Bollette pazze commerciante deve pagare un centesimo. Ma più le tasse e i costi la fattura lievita a quasi 5 euro.

Bollette pazze

Per la serie Bollette pazze un commerciante di Borgofranco si è ritrovato nella fattura del telefono un centesimo da pagare. Peccato che con l’aggiunta delle spese di fatturazione e l’Iva il costo sia lievitato sfiorando i 5 euro. Se si aggiunte la commissione alla posta per un centesimo si è trovato a pagare 6,20 euro.

La terza fattura in pochi mesi

Non è nemmeno la prima fattura del genere inviata dalla compagnia telefonica dopo aver disdetto il contratto.
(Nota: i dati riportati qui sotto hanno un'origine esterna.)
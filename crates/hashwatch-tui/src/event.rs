//! Event system — crossterm event reader running in a background tokio task.
//!
//! Produces terminal events (key, resize) plus tick/render events at fixed
//! intervals via `tokio::sync::mpsc`.

use std::time::Duration;

use crossterm::event::{Event as CrosstermEvent, EventStream, KeyEvent, KeyEventKind};
use futures::StreamExt;
use tokio::sync::mpsc;
use tokio_util::sync::CancellationToken;

/// Events produced by the terminal event reader.
#[derive(Debug)]
pub enum Event {
    /// A key was pressed.
    Key(KeyEvent),
    /// Terminal was resized to (cols, rows).
    Resize(u16, u16),
    /// Periodic tick for relative-time displays (4 Hz).
    Tick,
    /// Render tick (~30 FPS).
    Render,
}

/// Reads terminal events in a background task and sends them over a channel.
pub struct EventReader {
    rx: mpsc::UnboundedReceiver<Event>,
    cancel: CancellationToken,
}

impl EventReader {
    /// Spawn the background event reader.
    ///
    /// - `tick_rate`: interval for `Event::Tick` (e.g., 250ms = 4 Hz)
    /// - `render_rate`: interval for `Event::Render` (e.g., 33ms ≈ 30 FPS)
    pub fn new(tick_rate: Duration, render_rate: Duration) -> Self {
        let (tx, rx) = mpsc::unbounded_channel();
        let cancel = CancellationToken::new();

        let task_cancel = cancel.clone();
        tokio::spawn(async move {
            let mut event_stream = EventStream::new();
            let mut tick_interval = tokio::time::interval(tick_rate);
            let mut render_interval = tokio::time::interval(render_rate);

            // Don't burst ticks if we fall behind
            tick_interval.set_missed_tick_behavior(tokio::time::MissedTickBehavior::Skip);
            render_interval.set_missed_tick_behavior(tokio::time::MissedTickBehavior::Skip);

            loop {
                let event = tokio::select! {
                    _ = task_cancel.cancelled() => break,

                    _ = tick_interval.tick() => Event::Tick,

                    _ = render_interval.tick() => Event::Render,

                    Some(Ok(crossterm_event)) = event_stream.next() => {
                        match crossterm_event {
                            CrosstermEvent::Key(key) if key.kind == KeyEventKind::Press => {
                                Event::Key(key)
                            }
                            CrosstermEvent::Resize(w, h) => Event::Resize(w, h),
                            // Ignore key release/repeat, mouse, and focus events
                            _ => continue,
                        }
                    }
                };

                // If the receiver is dropped, stop.
                if tx.send(event).is_err() {
                    break;
                }
            }
        });

        Self { rx, cancel }
    }

    /// Receive the next event. Returns `None` if the reader has stopped.
    pub async fn next(&mut self) -> Option<Event> {
        self.rx.recv().await
    }

    /// Signal the background reader to stop.
    pub fn stop(&self) {
        self.cancel.cancel();
    }
}

impl Drop for EventReader {
    fn drop(&mut self) {
        self.cancel.cancel();
    }
}
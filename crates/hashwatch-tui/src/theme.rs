//! Molten Amber palette and semantic styling for the TUI.

use ratatui::style::{Color, Modifier, Style};

// ── Core Palette ──────────────────────────────────────────────────────

pub const AMBER: Color = Color::Rgb(255, 184, 76); // #ffb84c
pub const EMBER_ORANGE: Color = Color::Rgb(255, 126, 51); // #ff7e33
pub const COOL_TEAL: Color = Color::Rgb(100, 223, 223); // #64dfdf
pub const SUCCESS_GREEN: Color = Color::Rgb(80, 250, 123); // #50fa7b
pub const ERROR_RED: Color = Color::Rgb(255, 99, 99); // #ff6363
pub const WARNING_YELLOW: Color = Color::Rgb(241, 250, 140); // #f1fa8c

// ── Extended Palette ──────────────────────────────────────────────────

pub const DIM_WHITE: Color = Color::Rgb(189, 193, 207); // #bdc1cf
pub const BORDER_GRAY: Color = Color::Rgb(98, 114, 164); // #6272a4
pub const BG_HIGHLIGHT: Color = Color::Rgb(40, 42, 54); // #282a36
pub const BG_DARK: Color = Color::Rgb(30, 31, 41); // #1e1f29

// ── Semantic Styles ───────────────────────────────────────────────────

/// Title text for blocks/panels.
pub fn title_style() -> Style {
    Style::default().fg(AMBER).add_modifier(Modifier::BOLD)
}

/// Border for a focused panel.
pub fn border_focused() -> Style {
    Style::default().fg(EMBER_ORANGE)
}

/// Border for an unfocused panel.
pub fn border_default() -> Style {
    Style::default().fg(BORDER_GRAY)
}

/// Table header row.
pub fn table_header() -> Style {
    Style::default()
        .fg(AMBER)
        .add_modifier(Modifier::BOLD | Modifier::UNDERLINED)
}

/// Normal table row text.
pub fn table_row() -> Style {
    Style::default().fg(DIM_WHITE)
}

/// Selected / highlighted table row.
pub fn table_selected() -> Style {
    Style::default()
        .fg(EMBER_ORANGE)
        .bg(BG_HIGHLIGHT)
        .add_modifier(Modifier::BOLD)
}

/// Active tab in the tab bar.
pub fn tab_active() -> Style {
    Style::default()
        .fg(EMBER_ORANGE)
        .add_modifier(Modifier::BOLD)
}

/// Inactive tab in the tab bar.
pub fn tab_inactive() -> Style {
    Style::default().fg(DIM_WHITE)
}

/// Key hint text (e.g., "q quit  ? help").
pub fn key_hint() -> Style {
    Style::default().fg(BORDER_GRAY)
}

/// Key hint key character.
pub fn key_hint_key() -> Style {
    Style::default().fg(COOL_TEAL).add_modifier(Modifier::BOLD)
}

/// Field label text on forms and stat panels.
pub fn field_label() -> Style {
    Style::default().fg(DIM_WHITE)
}

/// Field value text on forms and stat panels.
pub fn field_value() -> Style {
    Style::default().fg(COOL_TEAL)
}
// ── Rolling hashrate window ──
//
// Bounded buffer of (timestamp, 1m-hashrate) samples feeding the chart
// screen. Sampling is throttled: polls arriving faster than the sample
// interval do not produce new points.

use std::collections::VecDeque;

/// Minimum wall-clock gap between recorded samples.
pub const SAMPLE_INTERVAL_MS: i64 = 30_000;

/// Maximum number of retained samples.
pub const MAX_POINTS: usize = 20;

/// One recorded sample of the proxy-wide 1-minute hashrate.
#[derive(Debug, Clone, Copy, PartialEq)]
pub struct HistoryPoint {
    pub timestamp_ms: i64,
    /// Hashes per second over the 1-minute window at that instant.
    pub hashrate: f64,
}

/// Append-only rolling window with FIFO eviction.
#[derive(Debug, Clone, Default)]
pub struct HashrateHistory {
    points: VecDeque<HistoryPoint>,
    last_update: Option<i64>,
}

impl HashrateHistory {
    /// Record a sample, unless one was recorded less than
    /// [`SAMPLE_INTERVAL_MS`] ago.
    ///
    /// Appends grow the buffer by at most one point per call, so a single
    /// eviction keeps the [`MAX_POINTS`] bound.
    pub fn record(&mut self, now_ms: i64, hashrate: f64) {
        if let Some(last) = self.last_update {
            if now_ms - last < SAMPLE_INTERVAL_MS {
                return;
            }
        }

        self.points.push_back(HistoryPoint {
            timestamp_ms: now_ms,
            hashrate,
        });
        self.last_update = Some(now_ms);

        if self.points.len() > MAX_POINTS {
            self.points.pop_front();
        }
    }

    /// Samples in chronological order.
    pub fn points(&self) -> impl Iterator<Item = &HistoryPoint> {
        self.points.iter()
    }

    pub fn to_vec(&self) -> Vec<HistoryPoint> {
        self.points.iter().copied().collect()
    }

    pub fn len(&self) -> usize {
        self.points.len()
    }

    pub fn is_empty(&self) -> bool {
        self.points.is_empty()
    }
}

#[cfg(test)]
mod tests {
    use super::*;

    #[test]
    fn evicts_oldest_beyond_capacity() {
        let mut history = HashrateHistory::default();
        for i in 0..25_i32 {
            history.record(i64::from(i) * SAMPLE_INTERVAL_MS, f64::from(i));
        }
        assert_eq!(history.len(), MAX_POINTS);
        // Oldest five evicted; remainder keeps original order.
        let values: Vec<f64> = history.points().map(|p| p.hashrate).collect();
        let expected: Vec<f64> = (5..25).map(f64::from).collect();
        assert_eq!(values, expected);
    }

    #[test]
    fn throttles_samples_within_interval() {
        let mut history = HashrateHistory::default();
        history.record(0, 100.0);
        history.record(SAMPLE_INTERVAL_MS - 1, 200.0);
        assert_eq!(history.len(), 1);
        history.record(SAMPLE_INTERVAL_MS, 300.0);
        assert_eq!(history.len(), 2);
        let values: Vec<f64> = history.points().map(|p| p.hashrate).collect();
        assert_eq!(values, vec![100.0, 300.0]);
    }

    #[test]
    fn first_sample_always_recorded() {
        let mut history = HashrateHistory::default();
        history.record(1_700_000_000_000, 42.0);
        assert_eq!(history.len(), 1);
    }
}
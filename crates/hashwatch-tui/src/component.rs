//! Component trait — the building block for every UI element.

use color_eyre::eyre::Result;
use crossterm::event::KeyEvent;
use ratatui::{Frame, layout::Rect};
use tokio::sync::mpsc::UnboundedSender;

use crate::action::Action;

/// Every UI element implements Component.
///
/// Lifecycle: `init` → (`handle_key_event` | `update` | `render`)*
pub trait Component: Send {
    /// Called once when the component is mounted.
    /// Receives the action sender for dispatching actions to the app loop.
    fn init(&mut self, _action_tx: UnboundedSender<Action>) -> Result<()> {
        Ok(())
    }

    /// Handle a keyboard event. Return an Action to dispatch, or None if
    /// the key was not consumed (the app then applies global bindings).
    fn handle_key_event(&mut self, _key: KeyEvent) -> Result<Option<Action>> {
        Ok(None)
    }

    /// Process a dispatched action. May return a follow-up action.
    fn update(&mut self, _action: &Action) -> Result<Option<Action>> {
        Ok(None)
    }

    /// Render into the provided frame area.
    fn render(&self, frame: &mut Frame, area: Rect);

    /// Set focus state.
    fn set_focused(&mut self, _focused: bool) {}

    /// Unique identifier for this component.
    fn id(&self) -> &str;
}
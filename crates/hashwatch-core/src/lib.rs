// hashwatch-core: polling engine and shared dashboard state.
//
// The `Monitor` owns the connection configuration and the refresh timer,
// performs the two-step telemetry fetch, and publishes immutable state
// snapshots over a watch channel. Table sorting/filtering and the rolling
// hashrate window are pure models consumed by the front end.

pub mod config;
pub mod history;
pub mod log;
pub mod monitor;
pub mod state;
pub mod table;

pub use config::{ProxyConfig, RefreshInterval};
pub use history::{HashrateHistory, HistoryPoint};
pub use log::{DebugLog, LogEntry, LogLevel};
pub use monitor::Monitor;
pub use state::{DashboardSnapshot, DashboardState};
pub use table::{FilterSpec, SortDirection, SortSpec, WorkerColumn, WorkerView, worker_view};

/// Current wall-clock time in epoch milliseconds.
pub fn now_ms() -> i64 {
    chrono::Utc::now().timestamp_millis()
}
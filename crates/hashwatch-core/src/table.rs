// ── Worker table model ──
//
// Pure view computation: given the raw worker list plus sort/filter
// settings, produce the ordered rows and the activity tallies. No state
// lives here; the workers screen owns the SortSpec/FilterSpec values.

use hashwatch_api::WorkerRecord;

/// The thirteen sortable columns, in wire-slot order.
#[derive(Debug, Clone, Copy, PartialEq, Eq, Default)]
pub enum WorkerColumn {
    Name,
    Ip,
    Connections,
    Accepted,
    Rejected,
    Invalid,
    HashesTotal,
    LastSeen,
    #[default]
    Hashrate1m,
    Hashrate10m,
    Hashrate1h,
    Hashrate12h,
    Hashrate24h,
}

impl WorkerColumn {
    /// All columns in header order.
    pub const ALL: [WorkerColumn; 13] = [
        Self::Name,
        Self::Ip,
        Self::Connections,
        Self::Accepted,
        Self::Rejected,
        Self::Invalid,
        Self::HashesTotal,
        Self::LastSeen,
        Self::Hashrate1m,
        Self::Hashrate10m,
        Self::Hashrate1h,
        Self::Hashrate12h,
        Self::Hashrate24h,
    ];

    /// Column header label.
    pub fn label(self) -> &'static str {
        match self {
            Self::Name => "Name",
            Self::Ip => "IP Address",
            Self::Connections => "Conns",
            Self::Accepted => "Accepted",
            Self::Rejected => "Rejected",
            Self::Invalid => "Invalid",
            Self::HashesTotal => "Total Hashes",
            Self::LastSeen => "Last Seen",
            Self::Hashrate1m => "1m",
            Self::Hashrate10m => "10m",
            Self::Hashrate1h => "1h",
            Self::Hashrate12h => "12h",
            Self::Hashrate24h => "24h",
        }
    }

    /// Text columns sort by string comparison and default to ascending.
    pub fn is_text(self) -> bool {
        matches!(self, Self::Name | Self::Ip)
    }

    /// Next column in header order (wraps around).
    pub fn next(self) -> Self {
        let idx = Self::ALL.iter().position(|&c| c == self).unwrap_or(0);
        Self::ALL[(idx + 1) % Self::ALL.len()]
    }

    /// Previous column in header order (wraps around).
    pub fn prev(self) -> Self {
        let idx = Self::ALL.iter().position(|&c| c == self).unwrap_or(0);
        Self::ALL[(idx + Self::ALL.len() - 1) % Self::ALL.len()]
    }
}

#[derive(Debug, Clone, Copy, PartialEq, Eq)]
pub enum SortDirection {
    Ascending,
    Descending,
}

impl SortDirection {
    pub fn toggled(self) -> Self {
        match self {
            Self::Ascending => Self::Descending,
            Self::Descending => Self::Ascending,
        }
    }

    /// Header arrow for the active sort column.
    pub fn arrow(self) -> &'static str {
        match self {
            Self::Ascending => "↑",
            Self::Descending => "↓",
        }
    }
}

/// Active sort column and direction.
#[derive(Debug, Clone, Copy, PartialEq, Eq)]
pub struct SortSpec {
    pub column: WorkerColumn,
    pub direction: SortDirection,
}

impl Default for SortSpec {
    fn default() -> Self {
        Self {
            column: WorkerColumn::Hashrate1m,
            direction: SortDirection::Descending,
        }
    }
}

impl SortSpec {
    /// Header-click semantics: clicking the active column toggles the
    /// direction; clicking a new column selects it with its default
    /// direction (ascending for text, descending for numeric).
    pub fn click(&mut self, column: WorkerColumn) {
        if self.column == column {
            self.direction = self.direction.toggled();
        } else {
            self.column = column;
            self.direction = if column.is_text() {
                SortDirection::Ascending
            } else {
                SortDirection::Descending
            };
        }
    }
}

/// View filter for the workers table.
#[derive(Debug, Clone, Copy, PartialEq, Eq, Default)]
pub struct FilterSpec {
    pub hide_inactive: bool,
}

/// Ordered, filtered table rows plus activity tallies.
///
/// `active`/`inactive` always reflect the complete unfiltered snapshot.
#[derive(Debug, Clone, Default)]
pub struct WorkerView {
    pub rows: Vec<WorkerRecord>,
    pub active: usize,
    pub inactive: usize,
}

/// Compute the table view for one render pass.
pub fn worker_view(
    workers: &[WorkerRecord],
    sort: SortSpec,
    filter: FilterSpec,
    now_ms: i64,
) -> WorkerView {
    let active = workers.iter().filter(|w| w.is_active(now_ms)).count();
    let inactive = workers.len() - active;

    let mut rows: Vec<WorkerRecord> = workers
        .iter()
        .filter(|w| !filter.hide_inactive || w.is_active(now_ms))
        .cloned()
        .collect();

    // Stable sort: equal keys keep their snapshot order.
    rows.sort_by(|a, b| {
        let ordering = compare(a, b, sort.column);
        match sort.direction {
            SortDirection::Ascending => ordering,
            SortDirection::Descending => ordering.reverse(),
        }
    });

    WorkerView {
        rows,
        active,
        inactive,
    }
}

fn compare(a: &WorkerRecord, b: &WorkerRecord, column: WorkerColumn) -> std::cmp::Ordering {
    match column {
        WorkerColumn::Name => a.name.cmp(&b.name),
        WorkerColumn::Ip => a.ip.cmp(&b.ip),
        WorkerColumn::Connections => a.connections.cmp(&b.connections),
        WorkerColumn::Accepted => a.accepted.cmp(&b.accepted),
        WorkerColumn::Rejected => a.rejected.cmp(&b.rejected),
        WorkerColumn::Invalid => a.invalid.cmp(&b.invalid),
        WorkerColumn::HashesTotal => a.hashes_total.cmp(&b.hashes_total),
        WorkerColumn::LastSeen => a.last_seen_ms.cmp(&b.last_seen_ms),
        WorkerColumn::Hashrate1m => a.hashrate_1m.total_cmp(&b.hashrate_1m),
        WorkerColumn::Hashrate10m => a.hashrate_10m.total_cmp(&b.hashrate_10m),
        WorkerColumn::Hashrate1h => a.hashrate_1h.total_cmp(&b.hashrate_1h),
        WorkerColumn::Hashrate12h => a.hashrate_12h.total_cmp(&b.hashrate_12h),
        WorkerColumn::Hashrate24h => a.hashrate_24h.total_cmp(&b.hashrate_24h),
    }
}

#[cfg(test)]
mod tests {
    use super::*;

    fn worker(name: &str, ip: &str, h1m: f64, last_seen_ms: i64) -> WorkerRecord {
        WorkerRecord {
            name: name.into(),
            ip: ip.into(),
            connections: 1,
            accepted: 10,
            rejected: 0,
            invalid: 0,
            hashes_total: 1000,
            last_seen_ms,
            hashrate_1m: h1m,
            hashrate_10m: h1m,
            hashrate_1h: h1m,
            hashrate_12h: h1m,
            hashrate_24h: h1m,
        }
    }

    const NOW: i64 = 1_700_000_000_000;

    fn fleet() -> Vec<WorkerRecord> {
        vec![
            worker("alpha", "10.0.0.3", 900.0, NOW - 1_000),
            worker("bravo", "10.0.0.1", 1500.0, NOW - 700_000),
            worker("charlie", "10.0.0.2", 300.0, NOW - 10_000),
        ]
    }

    #[test]
    fn default_sort_is_hashrate_descending() {
        let view = worker_view(&fleet(), SortSpec::default(), FilterSpec::default(), NOW);
        let names: Vec<&str> = view.rows.iter().map(|w| w.name.as_str()).collect();
        assert_eq!(names, vec!["bravo", "alpha", "charlie"]);
    }

    #[test]
    fn ascending_is_exact_reverse_of_descending() {
        for column in WorkerColumn::ALL {
            let asc = worker_view(
                &fleet(),
                SortSpec {
                    column,
                    direction: SortDirection::Ascending,
                },
                FilterSpec::default(),
                NOW,
            );
            let mut desc = worker_view(
                &fleet(),
                SortSpec {
                    column,
                    direction: SortDirection::Descending,
                },
                FilterSpec::default(),
                NOW,
            );
            desc.rows.reverse();
            // No duplicate keys in the fixture, so reversal is exact.
            assert_eq!(asc.rows, desc.rows, "column {column:?}");
        }
    }

    #[test]
    fn equal_keys_keep_snapshot_order() {
        let mut workers = fleet();
        for w in &mut workers {
            w.connections = 7;
        }
        let view = worker_view(
            &workers,
            SortSpec {
                column: WorkerColumn::Connections,
                direction: SortDirection::Ascending,
            },
            FilterSpec::default(),
            NOW,
        );
        let names: Vec<&str> = view.rows.iter().map(|w| w.name.as_str()).collect();
        assert_eq!(names, vec!["alpha", "bravo", "charlie"]);
    }

    #[test]
    fn hide_inactive_filters_rows_but_not_counts() {
        let view = worker_view(
            &fleet(),
            SortSpec::default(),
            FilterSpec {
                hide_inactive: true,
            },
            NOW,
        );
        // bravo was last seen 700s ago — past the 10 minute window.
        let names: Vec<&str> = view.rows.iter().map(|w| w.name.as_str()).collect();
        assert_eq!(names, vec!["alpha", "charlie"]);
        assert_eq!(view.active, 2);
        assert_eq!(view.inactive, 1);
        assert_eq!(view.active + view.inactive, 3);
    }

    #[test]
    fn counts_independent_of_filter() {
        let unfiltered = worker_view(&fleet(), SortSpec::default(), FilterSpec::default(), NOW);
        let filtered = worker_view(
            &fleet(),
            SortSpec::default(),
            FilterSpec {
                hide_inactive: true,
            },
            NOW,
        );
        assert_eq!(unfiltered.active, filtered.active);
        assert_eq!(unfiltered.inactive, filtered.inactive);
    }

    #[test]
    fn click_toggles_and_resets_direction() {
        let mut sort = SortSpec::default();
        assert_eq!(sort.direction, SortDirection::Descending);

        // Same column: toggle.
        sort.click(WorkerColumn::Hashrate1m);
        assert_eq!(sort.direction, SortDirection::Ascending);
        sort.click(WorkerColumn::Hashrate1m);
        assert_eq!(sort.direction, SortDirection::Descending);

        // New text column: ascending default.
        sort.click(WorkerColumn::Name);
        assert_eq!(sort.column, WorkerColumn::Name);
        assert_eq!(sort.direction, SortDirection::Ascending);

        // New numeric column: descending default.
        sort.click(WorkerColumn::Accepted);
        assert_eq!(sort.column, WorkerColumn::Accepted);
        assert_eq!(sort.direction, SortDirection::Descending);
    }

    #[test]
    fn text_columns_sort_lexicographically() {
        let view = worker_view(
            &fleet(),
            SortSpec {
                column: WorkerColumn::Ip,
                direction: SortDirection::Ascending,
            },
            FilterSpec::default(),
            NOW,
        );
        let ips: Vec<&str> = view.rows.iter().map(|w| w.ip.as_str()).collect();
        assert_eq!(ips, vec!["10.0.0.1", "10.0.0.2", "10.0.0.3"]);
    }
}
Dall’inizio del 2018 è dunque la terza con gli stessi ridicoli importi. Un’altra ammontava a 2 centesimi, un’altra ancora a 5 centesimi. Eppure per ogni bolletta si sono aggiunte le varie spese.

Per meno di 10 centesimi ha quasi speso 20 euro

Così facendo le somme delle tre bollette messe insieme, per meno di 10 centesimi il commerciante ha già dovuto sborsare quasi 20 euro di spese. Ha provato più volte a chiamate il numero verde e il call center. Ma a quanto pare non c’è “buon senso” che tenga.